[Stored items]
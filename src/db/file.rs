// SPDX-License-Identifier: MIT
// Copyright 2026 Roland Dreier <roland@rolandd.dev>

//! Directory-backed key-value store.
//!
//! Each key is one file `<dir>/<key>.json`, so stored workouts survive a
//! server restart the way local storage survives a page reload.

use crate::db::{KeyValueStore, StoreError};
use std::fs;
use std::io::ErrorKind;
use std::path::{Path, PathBuf};

#[derive(Debug, Clone)]
pub struct FileStore {
    dir: PathBuf,
}

impl FileStore {
    /// Open (and create if needed) a store rooted at `dir`.
    pub fn open<P: AsRef<Path>>(dir: P) -> Result<Self, StoreError> {
        let dir = dir.as_ref().to_path_buf();
        fs::create_dir_all(&dir)?;
        tracing::info!(dir = %dir.display(), "Opened file store");
        Ok(Self { dir })
    }

    fn path_for(&self, key: &str) -> Result<PathBuf, StoreError> {
        let valid = !key.is_empty()
            && key
                .chars()
                .all(|c| c.is_ascii_alphanumeric() || c == '_' || c == '-');
        if !valid {
            return Err(StoreError::InvalidKey(key.to_string()));
        }
        Ok(self.dir.join(format!("{}.json", key)))
    }
}

impl KeyValueStore for FileStore {
    fn get_item(&self, key: &str) -> Result<Option<String>, StoreError> {
        match fs::read_to_string(self.path_for(key)?) {
            Ok(value) => Ok(Some(value)),
            Err(e) if e.kind() == ErrorKind::NotFound => Ok(None),
            Err(e) => Err(e.into()),
        }
    }

    fn set_item(&self, key: &str, value: &str) -> Result<(), StoreError> {
        let path = self.path_for(key)?;
        // Atomic replace.
        let tmp = path.with_extension("json.tmp");
        let written = fs::write(&tmp, value).and_then(|()| fs::rename(&tmp, &path));
        if let Err(e) = written {
            let _ = fs::remove_file(&tmp);
            return Err(e.into());
        }
        Ok(())
    }

    fn remove_item(&self, key: &str) -> Result<(), StoreError> {
        match fs::remove_file(self.path_for(key)?) {
            Ok(()) => Ok(()),
            Err(e) if e.kind() == ErrorKind::NotFound => Ok(()),
            Err(e) => Err(e.into()),
        }
    }
}

#[cfg(test)]
mod tests {
    use super::*;

    #[test]
    fn test_values_survive_reopen() {
        let dir = tempfile::tempdir().unwrap();

        let store = FileStore::open(dir.path()).unwrap();
        store.set_item("workouts", "[]").unwrap();
        drop(store);

        let reopened = FileStore::open(dir.path()).unwrap();
        assert_eq!(reopened.get_item("workouts").unwrap().as_deref(), Some("[]"));
    }

    #[test]
    fn test_missing_key_reads_as_none() {
        let dir = tempfile::tempdir().unwrap();
        let store = FileStore::open(dir.path()).unwrap();
        assert_eq!(store.get_item("workouts").unwrap(), None);
        assert!(store.remove_item("workouts").is_ok());
    }

    #[test]
    fn test_remove_item() {
        let dir = tempfile::tempdir().unwrap();
        let store = FileStore::open(dir.path()).unwrap();
        store.set_item("workouts", "[1]").unwrap();
        store.remove_item("workouts").unwrap();
        assert_eq!(store.get_item("workouts").unwrap(), None);
    }

    #[test]
    fn test_rejects_path_like_keys() {
        let dir = tempfile::tempdir().unwrap();
        let store = FileStore::open(dir.path()).unwrap();
        assert!(matches!(
            store.set_item("../escape", "x"),
            Err(StoreError::InvalidKey(_))
        ));
        assert!(matches!(store.get_item(""), Err(StoreError::InvalidKey(_))));
    }

    #[test]
    fn test_failed_write_leaves_no_temp_file() {
        let dir = tempfile::tempdir().unwrap();
        let store = FileStore::open(dir.path()).unwrap();
        // A directory in place of the target makes the rename fail.
        fs::create_dir(dir.path().join("workouts.json")).unwrap();
        fs::write(dir.path().join("workouts.json").join("keep"), "x").unwrap();

        assert!(matches!(
            store.set_item("workouts", "[]"),
            Err(StoreError::Io(_))
        ));
        assert!(!dir.path().join("workouts.json.tmp").exists());
    }
}
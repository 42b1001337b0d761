// SPDX-License-Identifier: MIT
// Copyright 2026 Roland Dreier <roland@rolandd.dev>

//! Workout form input validation.

use crate::error::{AppError, Result};
use crate::models::form::WorkoutSubmission;
use crate::models::workout::{Coordinates, KindTag, Workout};
use chrono::{DateTime, Utc};

/// Form input that passed validation.
#[derive(Debug, Clone, Copy, PartialEq)]
pub struct ValidatedWorkout {
    pub kind: KindTag,
    pub distance_km: f64,
    pub duration_min: f64,
    /// Cadence for running, elevation gain for cycling.
    pub variant_value: f64,
}

impl ValidatedWorkout {
    /// Build the workout record at `coordinates`.
    pub fn into_workout(self, coordinates: Coordinates, now: DateTime<Utc>) -> Workout {
        match self.kind {
            KindTag::Running => Workout::running(
                coordinates,
                self.distance_km,
                self.duration_min,
                self.variant_value,
                now,
            ),
            KindTag::Cycling => Workout::cycling(
                coordinates,
                self.distance_km,
                self.duration_min,
                self.variant_value,
                now,
            ),
        }
    }
}

/// Parse a raw input; anything that is not a number becomes NaN.
pub fn parse_number(raw: &str) -> f64 {
    raw.trim().parse::<f64>().unwrap_or(f64::NAN)
}

pub fn all_finite(inputs: &[f64]) -> bool {
    inputs.iter().all(|v| v.is_finite())
}

pub fn all_positive(inputs: &[f64]) -> bool {
    inputs.iter().all(|v| *v > 0.0)
}

/// Check a submission and pick the variant field matching its kind.
pub fn validate_submission(submission: &WorkoutSubmission) -> Result<ValidatedWorkout> {
    let distance_km = parse_number(&submission.distance);
    let duration_min = parse_number(&submission.duration);
    let variant_value = match submission.kind {
        KindTag::Running => parse_number(&submission.cadence),
        KindTag::Cycling => parse_number(&submission.elevation),
    };

    let inputs = [distance_km, duration_min, variant_value];
    if !all_finite(&inputs) || !all_positive(&inputs) {
        tracing::debug!(kind = %submission.kind, "Rejected workout inputs");
        return Err(AppError::invalid_inputs());
    }

    Ok(ValidatedWorkout {
        kind: submission.kind,
        distance_km,
        duration_min,
        variant_value,
    })
}
// SPDX-License-Identifier: MIT
// Copyright 2026 Roland Dreier <roland@rolandd.dev>

use axum::http::StatusCode;
use axum::response::IntoResponse;
use workout_tracker::db::StoreError;
use workout_tracker::error::AppError;

#[test]
fn test_error_status_codes() {
    let cases = [
        (AppError::invalid_inputs(), StatusCode::BAD_REQUEST),
        (AppError::BadRequest("x".into()), StatusCode::BAD_REQUEST),
        (AppError::MapNotLoaded, StatusCode::CONFLICT),
        (AppError::PositionResolved, StatusCode::CONFLICT),
        (
            AppError::Storage(StoreError::InvalidKey("../x".into())),
            StatusCode::INTERNAL_SERVER_ERROR,
        ),
        (
            AppError::Internal(anyhow::anyhow!("boom")),
            StatusCode::INTERNAL_SERVER_ERROR,
        ),
    ];

    for (err, status) in cases {
        assert_eq!(err.into_response().status(), status);
    }
}

#[test]
fn test_validation_message_is_the_alert_text() {
    let err = AppError::invalid_inputs();
    assert_eq!(err.to_string(), "Inputs have to be positive numbers");
}
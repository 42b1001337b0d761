// SPDX-License-Identifier: MIT
// Copyright 2026 Roland Dreier <roland@rolandd.dev>

//! Persisted workout layout.
//!
//! Workouts are stored as a JSON array of flat objects under a single
//! storage key. Restoring rebuilds the full [`Workout`] variant and
//! recomputes its derived metric.

use crate::models::workout::{
    calc_pace, calc_speed, Coordinates, KindTag, Workout, WorkoutId, WorkoutKind,
};
use chrono::{DateTime, Utc};
use serde::{Deserialize, Serialize};
#[cfg(feature = "binding-generation")]
use ts_rs::TS;

/// One workout as written to storage and returned by the API.
#[derive(Debug, Clone, PartialEq, Serialize, Deserialize)]
#[serde(rename_all = "camelCase")]
#[cfg_attr(feature = "binding-generation", derive(TS))]
#[cfg_attr(
    feature = "binding-generation",
    ts(export, export_to = "web/src/lib/generated/")
)]
pub struct StoredWorkout {
    #[cfg_attr(feature = "binding-generation", ts(type = "[number, number]"))]
    pub coordinates: Coordinates,
    pub distance_km: f64,
    pub duration_min: f64,
    pub kind: KindTag,
    #[serde(default, skip_serializing_if = "Option::is_none")]
    pub cadence: Option<f64>,
    #[serde(default, skip_serializing_if = "Option::is_none")]
    pub pace: Option<f64>,
    #[serde(default, skip_serializing_if = "Option::is_none")]
    pub elevation_gain_m: Option<f64>,
    #[serde(default, skip_serializing_if = "Option::is_none")]
    pub speed: Option<f64>,
    #[cfg_attr(feature = "binding-generation", ts(type = "string"))]
    pub id: WorkoutId,
    #[cfg_attr(feature = "binding-generation", ts(type = "string"))]
    pub created_at: DateTime<Utc>,
    pub description: String,
    #[serde(default)]
    pub interaction_count: u32,
}

impl From<&Workout> for StoredWorkout {
    fn from(w: &Workout) -> Self {
        let (cadence, pace, elevation_gain_m, speed) = match w.kind {
            WorkoutKind::Running { cadence, pace } => (Some(cadence), Some(pace), None, None),
            WorkoutKind::Cycling {
                elevation_gain_m,
                speed,
            } => (None, None, Some(elevation_gain_m), Some(speed)),
        };

        Self {
            coordinates: w.coordinates,
            distance_km: w.distance_km,
            duration_min: w.duration_min,
            kind: w.tag(),
            cadence,
            pace,
            elevation_gain_m,
            speed,
            id: w.id.clone(),
            created_at: w.created_at,
            description: w.description.clone(),
            interaction_count: w.interaction_count,
        }
    }
}

impl TryFrom<StoredWorkout> for Workout {
    type Error = RestoreError;

    fn try_from(s: StoredWorkout) -> Result<Self, Self::Error> {
        check_positive("distanceKm", s.distance_km)?;
        check_positive("durationMin", s.duration_min)?;
        if !(s.coordinates.lat.is_finite() && s.coordinates.lng.is_finite()) {
            return Err(RestoreError::InvalidField("coordinates"));
        }

        let kind = match s.kind {
            KindTag::Running => {
                let cadence = s.cadence.ok_or(RestoreError::MissingField("cadence"))?;
                check_positive("cadence", cadence)?;
                WorkoutKind::Running {
                    cadence,
                    pace: calc_pace(s.distance_km, s.duration_min),
                }
            }
            KindTag::Cycling => {
                let elevation_gain_m = s
                    .elevation_gain_m
                    .ok_or(RestoreError::MissingField("elevationGainM"))?;
                check_positive("elevationGainM", elevation_gain_m)?;
                WorkoutKind::Cycling {
                    elevation_gain_m,
                    speed: calc_speed(s.distance_km, s.duration_min),
                }
            }
        };

        Ok(Workout {
            id: s.id,
            created_at: s.created_at,
            coordinates: s.coordinates,
            distance_km: s.distance_km,
            duration_min: s.duration_min,
            interaction_count: s.interaction_count,
            description: s.description,
            kind,
        })
    }
}

fn check_positive(field: &'static str, value: f64) -> Result<(), RestoreError> {
    if value.is_finite() && value > 0.0 {
        Ok(())
    } else {
        Err(RestoreError::InvalidField(field))
    }
}

/// Serialize a workout list into the stored blob.
pub fn encode_workouts(workouts: &[Workout]) -> Result<String, serde_json::Error> {
    let stored: Vec<StoredWorkout> = workouts.iter().map(StoredWorkout::from).collect();
    serde_json::to_string(&stored)
}

/// Parse a stored blob back into workouts.
///
/// Any malformed entry fails the whole blob.
pub fn decode_workouts(blob: &str) -> Result<Vec<Workout>, RestoreError> {
    let stored: Vec<StoredWorkout> = serde_json::from_str(blob)?;
    stored.into_iter().map(Workout::try_from).collect()
}

/// Errors from rebuilding workouts out of stored data.
#[derive(Debug, thiserror::Error)]
pub enum RestoreError {
    #[error("Stored workouts are not valid JSON: {0}")]
    Json(#[from] serde_json::Error),

    #[error("Stored workout is missing field: {0}")]
    MissingField(&'static str),

    #[error("Stored workout has invalid field: {0}")]
    InvalidField(&'static str),
}

#[cfg(test)]
mod tests {
    use super::*;
    use chrono::TimeZone;

    fn sample() -> Vec<Workout> {
        let t = Utc.with_ymd_and_hms(2026, 4, 14, 7, 0, 0).unwrap();
        vec![
            Workout::running(Coordinates::new(39.1, -12.3), 5.2, 24.0, 178.0, t),
            Workout::cycling(
                Coordinates::new(39.2, -12.4),
                27.0,
                95.0,
                523.0,
                t + chrono::Duration::milliseconds(5),
            ),
        ]
    }

    #[test]
    fn test_stored_layout_field_names() {
        let blob = encode_workouts(&sample()[..1]).unwrap();
        let value: serde_json::Value = serde_json::from_str(&blob).unwrap();
        let first = &value[0];

        assert_eq!(first["kind"], "running");
        assert_eq!(first["coordinates"], serde_json::json!([39.1, -12.3]));
        assert_eq!(first["distanceKm"], 5.2);
        assert_eq!(first["durationMin"], 24.0);
        assert_eq!(first["cadence"], 178.0);
        assert_eq!(first["description"], "Running on April 14");
        assert_eq!(first["interactionCount"], 0);
        assert!(first.get("elevationGainM").is_none());
        assert!(first["id"].is_string());
        assert!(first["createdAt"].is_string());
    }

    #[test]
    fn test_decode_restores_variants() {
        let original = sample();
        let blob = encode_workouts(&original).unwrap();
        let restored = decode_workouts(&blob).unwrap();

        assert_eq!(restored, original);
        assert!(restored[0].pace().is_some());
        assert!(restored[1].speed().is_some());
    }

    #[test]
    fn test_decode_recomputes_derived_metric() {
        let blob = r#"[{"coordinates":[1,2],"distanceKm":10,"durationMin":30,"kind":"cycling",
            "elevationGainM":50,"speed":999,"id":"1","createdAt":"2026-04-14T07:00:00Z",
            "description":"Cycling on April 14","interactionCount":3}]"#;
        let restored = decode_workouts(blob).unwrap();

        assert_eq!(restored[0].speed(), Some(20.0));
        assert_eq!(restored[0].interaction_count, 3);
    }

    #[test]
    fn test_decode_rejects_missing_variant_field() {
        let blob = r#"[{"coordinates":[1,2],"distanceKm":10,"durationMin":30,"kind":"running",
            "id":"1","createdAt":"2026-04-14T07:00:00Z","description":"Running on April 14"}]"#;
        let err = decode_workouts(blob).unwrap_err();
        assert!(matches!(err, RestoreError::MissingField("cadence")));
    }

    #[test]
    fn test_decode_rejects_non_positive_values() {
        let blob = r#"[{"coordinates":[1,2],"distanceKm":0,"durationMin":30,"kind":"running",
            "cadence":170,"id":"1","createdAt":"2026-04-14T07:00:00Z","description":"x"}]"#;
        let err = decode_workouts(blob).unwrap_err();
        assert!(matches!(err, RestoreError::InvalidField("distanceKm")));
    }

    #[test]
    fn test_decode_rejects_garbage() {
        assert!(matches!(
            decode_workouts("{not json"),
            Err(RestoreError::Json(_))
        ));
        assert!(matches!(decode_workouts("null"), Err(RestoreError::Json(_))));
    }
}
// SPDX-License-Identifier: MIT
// Copyright 2026 Roland Dreier <roland@rolandd.dev>

//! Workout, list and form routes.

use crate::error::Result;
use crate::models::{StoredWorkout, WorkoutForm, WorkoutSubmission};
use crate::services::render::ListRow;
use crate::AppState;
use axum::{
    extract::State,
    http::StatusCode,
    routing::{get, post},
    Json, Router,
};
use serde::{Deserialize, Serialize};
use std::sync::Arc;
#[cfg(feature = "binding-generation")]
use ts_rs::TS;

pub fn routes() -> Router<Arc<AppState>> {
    Router::new()
        .route(
            "/api/workouts",
            get(get_workouts).post(create_workout).delete(reset_workouts),
        )
        .route("/api/workouts/list", get(get_list))
        .route("/api/list/click", post(click_list))
        .route("/api/form", get(get_form))
        .route("/api/form/toggle", post(toggle_form))
        .route("/api/form/hide", post(hide_form))
}

// ─── Workouts ────────────────────────────────────────────────

#[derive(Serialize)]
#[cfg_attr(feature = "binding-generation", derive(TS))]
#[cfg_attr(
    feature = "binding-generation",
    ts(export, export_to = "web/src/lib/generated/")
)]
pub struct WorkoutsResponse {
    /// Workouts in submission order
    pub workouts: Vec<StoredWorkout>,
    pub count: u32,
}

/// Get all workouts.
async fn get_workouts(State(state): State<Arc<AppState>>) -> Json<WorkoutsResponse> {
    let tracker = state.tracker.lock().await;
    let workouts: Vec<StoredWorkout> = tracker
        .workouts()
        .iter()
        .map(StoredWorkout::from)
        .collect();

    Json(WorkoutsResponse {
        count: workouts.len() as u32,
        workouts,
    })
}

/// Submit the workout form.
///
/// Invalid input is answered with a `validation_error` whose details are
/// the alert text for the user.
async fn create_workout(
    State(state): State<Arc<AppState>>,
    Json(submission): Json<WorkoutSubmission>,
) -> Result<(StatusCode, Json<StoredWorkout>)> {
    let mut tracker = state.tracker.lock().await;
    let workout = tracker.submit_workout(submission)?;
    Ok((StatusCode::CREATED, Json(StoredWorkout::from(&workout))))
}

#[derive(Serialize)]
#[cfg_attr(feature = "binding-generation", derive(TS))]
#[cfg_attr(
    feature = "binding-generation",
    ts(export, export_to = "web/src/lib/generated/")
)]
pub struct ResetResponse {
    pub success: bool,
    pub message: String,
}

/// Delete all workouts and start over.
async fn reset_workouts(State(state): State<Arc<AppState>>) -> Result<Json<ResetResponse>> {
    let mut tracker = state.tracker.lock().await;
    tracker.reset()?;

    Ok(Json(ResetResponse {
        success: true,
        message: "All workouts were removed.".to_string(),
    }))
}

// ─── List ────────────────────────────────────────────────────

#[derive(Serialize)]
#[cfg_attr(feature = "binding-generation", derive(TS))]
#[cfg_attr(
    feature = "binding-generation",
    ts(export, export_to = "web/src/lib/generated/")
)]
pub struct ListResponse {
    /// Rendered rows, most recent first
    pub rows: Vec<ListRow>,
    /// All rows joined, ready to insert after the form
    pub html: String,
}

/// Get the rendered workout list.
async fn get_list(State(state): State<Arc<AppState>>) -> Json<ListResponse> {
    let tracker = state.tracker.lock().await;
    let list = tracker.list();

    Json(ListResponse {
        rows: list.rows().to_vec(),
        html: list.to_html(),
    })
}

#[derive(Deserialize)]
struct ListClickRequest {
    /// `data-id` of the row enclosing the click; absent when the click
    /// missed every row.
    #[serde(default)]
    row_id: Option<String>,
}

#[derive(Serialize)]
#[cfg_attr(feature = "binding-generation", derive(TS))]
#[cfg_attr(
    feature = "binding-generation",
    ts(export, export_to = "web/src/lib/generated/")
)]
pub struct ListClickResponse {
    /// Whether the map was moved to a workout
    pub moved: bool,
}

/// Click in the workout list: move the map to the clicked workout.
async fn click_list(
    State(state): State<Arc<AppState>>,
    Json(req): Json<ListClickRequest>,
) -> Result<Json<ListClickResponse>> {
    let mut tracker = state.tracker.lock().await;
    let moved = tracker.move_to_popup(req.row_id.as_deref())?;
    Ok(Json(ListClickResponse { moved }))
}

// ─── Form ────────────────────────────────────────────────────

async fn get_form(State(state): State<Arc<AppState>>) -> Json<WorkoutForm> {
    Json(state.tracker.lock().await.form().clone())
}

/// Workout type changed.
async fn toggle_form(State(state): State<Arc<AppState>>) -> Json<WorkoutForm> {
    let mut tracker = state.tracker.lock().await;
    tracker.toggle_variant_field();
    Json(tracker.form().clone())
}

async fn hide_form(State(state): State<Arc<AppState>>) -> Json<WorkoutForm> {
    let mut tracker = state.tracker.lock().await;
    tracker.hide_form();
    Json(tracker.form().clone())
}
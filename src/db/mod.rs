//! Storage layer (flat key-value store).
//!
//! The tracker only needs `get`/`set`/`remove` of string values, the same
//! surface as browser local storage.

pub mod file;
pub mod memory;

pub use file::FileStore;
pub use memory::MemoryStore;

/// Storage keys as constants.
pub mod keys {
    /// JSON array of all workouts.
    pub const WORKOUTS: &str = "workouts";
}

/// A flat string key-value store.
pub trait KeyValueStore: Send + Sync {
    fn get_item(&self, key: &str) -> Result<Option<String>, StoreError>;

    fn set_item(&self, key: &str, value: &str) -> Result<(), StoreError>;

    fn remove_item(&self, key: &str) -> Result<(), StoreError>;
}

/// Errors from the key-value store.
#[derive(Debug, thiserror::Error)]
pub enum StoreError {
    #[error("Storage I/O error: {0}")]
    Io(#[from] std::io::Error),

    #[error("Invalid storage key: {0}")]
    InvalidKey(String),
}
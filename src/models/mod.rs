// SPDX-License-Identifier: MIT
// Copyright 2026 Roland Dreier <roland@rolandd.dev>

//! Data models for the application.

pub mod form;
pub mod map;
pub mod stored;
pub mod workout;

pub use form::{WorkoutForm, WorkoutSubmission};
pub use map::MapSnapshot;
pub use stored::StoredWorkout;
pub use workout::{Coordinates, KindTag, Workout, WorkoutId, WorkoutKind};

[What is expected]
Lines from the top of the entries above to the line that contains "Open (and create" should be set down exactly, please, with both ends kept and nothing added.

[Task response]
filename src/db/file.rs
// SPDX-License-Identifier: MIT
// Copyright 2026 Roland Dreier <roland@rolandd.dev>

//! Directory-backed key-value store.
//!
//! Each key is one file `<dir>/<key>.json`, so stored workouts survive a
//! server restart the way local storage survives a page reload.

use crate::db::{KeyValueStore, StoreError};
use std::fs;
use std::io::ErrorKind;
use std::path::{Path, PathBuf};

#[derive(Debug, Clone)]
pub struct FileStore {
    dir: PathBuf,
}

impl FileStore {
    /// Open (and create if needed) a store rooted at `dir`.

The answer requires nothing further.